© Altarriba Albajar
El impacto plástico de Las meninas es tan fuerte que nos hace olvidar otros aspectos del cuadro igualmente esenciales, en cualquier caso previos. La lección de perspectiva, el juego de espejos, la importancia del fuera de campo, la inclusión del propio autor, el tratamiento de las texturas, el “esfumato”, la silueta campaniforme de las mujeres han ejercido tal influencia en la historia de la pintura que ya no vemos el trasfondo político, la escenificación de una jerarquía de poderes que, en esta obra, más que en otras de Velázquez, salta a la vista.
Velázquez fue pintor de la corte, estaba, más que al servicio del rey, al servicio del régimen monárquico. Sus retratos de reyes, príncipes, infantas, nobles o validos no suponen un simple, aunque estimulante, ejercicio artístico y mucho menos una aséptica exhibición técnica. Por medio de estas imágenes, trata de inmortalizar, al menos sacralizar, los poderes máximos del país, gobernantes –no lo olvidemos- por la incuestionable gracia de Dios. Y en Las meninas, precisamente, Velázquez se representa en el ejercicio de su oficio. Porque no está pintando a la infanta y a sus criadas en una espontánea escena doméstica. Está pintando a los reyes, que posan a este lado del cuadro y cuyas figuras aparecen reflejadas en el espejo. Así pues, apenas más allá de una aparente naturalidad cotidiana, se halla la majestad, indesmayable, rígida en el trono, perpetuándose a sí misma como primera y fundamental misión.

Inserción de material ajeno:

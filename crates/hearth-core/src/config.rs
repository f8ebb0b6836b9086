//! Session configuration assembled from stored system settings
//!
//! Loaded once at session start and passed by reference to consumers;
//! after any settings write the owner reloads explicitly rather than
//! letting consumers read ambient state.

use serde::Serialize;

use crate::db::Database;
use crate::error::Result;
use crate::models::{Currency, IncludedFunds, SurplusFund};

/// The recognized settings, typed and defaulted
#[derive(Debug, Clone, Serialize)]
pub struct SessionConfig {
    /// Fraction of income earmarked for charitable giving, 0-100
    pub tithe_percentage: f64,
    pub default_currency: Currency,
    pub surplus_fund: SurplusFund,
    /// Advisory per-group inclusion flags; not reconciled with each fund's
    /// own include_in_budget attribute
    pub included_funds: IncludedFunds,
}

impl Default for SessionConfig {
    fn default() -> Self {
        Self {
            tithe_percentage: 10.0,
            default_currency: Currency::default(),
            surplus_fund: SurplusFund::default(),
            included_funds: IncludedFunds::default(),
        }
    }
}

impl SessionConfig {
    /// Load every recognized key, applying defaults where absent or invalid
    pub fn load(db: &Database) -> Result<Self> {
        Ok(Self {
            tithe_percentage: db.tithe_percentage()?,
            default_currency: db.default_currency()?,
            surplus_fund: db.surplus_fund()?,
            included_funds: db.included_funds()?,
        })
    }
}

Desde ese punto de vista, la posibilidad de la República es una de las visiones legítimas –quizá la más necesaria- de Las meninas. Sobre todo en estos tiempos de perversión democrática, realeza opaca, autoritarismo rampante y economía omnímoda. Hemos llegado a un punto en el que la ejecución ética se impone a cualquier ejecución estética. Por muy hermosa que esta sea.